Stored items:
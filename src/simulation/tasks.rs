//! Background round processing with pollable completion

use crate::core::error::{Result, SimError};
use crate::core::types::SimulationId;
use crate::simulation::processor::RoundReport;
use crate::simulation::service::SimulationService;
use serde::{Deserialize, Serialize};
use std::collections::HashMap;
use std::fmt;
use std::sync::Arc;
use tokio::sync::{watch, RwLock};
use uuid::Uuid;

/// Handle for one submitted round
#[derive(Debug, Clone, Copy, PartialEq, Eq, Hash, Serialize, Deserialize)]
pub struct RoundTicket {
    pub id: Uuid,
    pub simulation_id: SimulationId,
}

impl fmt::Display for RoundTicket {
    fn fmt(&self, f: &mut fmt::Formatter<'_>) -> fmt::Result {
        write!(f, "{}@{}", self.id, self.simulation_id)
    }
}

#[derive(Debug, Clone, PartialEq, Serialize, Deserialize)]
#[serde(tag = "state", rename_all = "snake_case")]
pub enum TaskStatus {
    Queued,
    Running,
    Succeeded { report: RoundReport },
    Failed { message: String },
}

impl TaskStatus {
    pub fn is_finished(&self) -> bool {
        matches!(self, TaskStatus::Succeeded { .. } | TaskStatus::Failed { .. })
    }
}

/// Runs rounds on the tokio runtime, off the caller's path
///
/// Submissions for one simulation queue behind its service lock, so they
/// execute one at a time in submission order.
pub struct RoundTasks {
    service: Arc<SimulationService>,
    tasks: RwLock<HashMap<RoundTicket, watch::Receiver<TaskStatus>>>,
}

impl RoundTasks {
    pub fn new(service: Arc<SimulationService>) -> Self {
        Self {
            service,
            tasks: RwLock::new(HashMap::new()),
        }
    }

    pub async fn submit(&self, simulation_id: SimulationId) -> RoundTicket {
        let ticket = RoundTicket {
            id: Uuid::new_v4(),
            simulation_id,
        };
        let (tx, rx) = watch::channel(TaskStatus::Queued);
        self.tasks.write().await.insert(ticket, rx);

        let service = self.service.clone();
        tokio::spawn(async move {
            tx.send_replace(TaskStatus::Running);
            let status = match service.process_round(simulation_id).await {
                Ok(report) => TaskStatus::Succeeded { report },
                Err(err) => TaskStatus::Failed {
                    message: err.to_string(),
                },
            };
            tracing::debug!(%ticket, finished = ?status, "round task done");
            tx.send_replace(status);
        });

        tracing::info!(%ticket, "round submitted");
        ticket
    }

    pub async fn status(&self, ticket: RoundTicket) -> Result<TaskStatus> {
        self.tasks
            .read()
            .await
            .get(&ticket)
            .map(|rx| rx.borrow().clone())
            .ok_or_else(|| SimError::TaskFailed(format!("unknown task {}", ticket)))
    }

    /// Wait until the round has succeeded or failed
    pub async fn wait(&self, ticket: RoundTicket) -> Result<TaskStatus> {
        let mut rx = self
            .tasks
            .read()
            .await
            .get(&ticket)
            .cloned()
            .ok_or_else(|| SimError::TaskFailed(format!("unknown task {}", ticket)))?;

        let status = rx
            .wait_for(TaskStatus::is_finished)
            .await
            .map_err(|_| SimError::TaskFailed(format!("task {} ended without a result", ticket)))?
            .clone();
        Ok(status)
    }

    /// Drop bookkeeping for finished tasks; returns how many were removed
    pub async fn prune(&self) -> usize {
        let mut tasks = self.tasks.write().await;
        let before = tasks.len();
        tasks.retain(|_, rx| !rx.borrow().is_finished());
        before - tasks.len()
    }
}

*Your objective:*
Go through the data and count every line where the word "watch" appears. Give only that count.

*Task result:*
3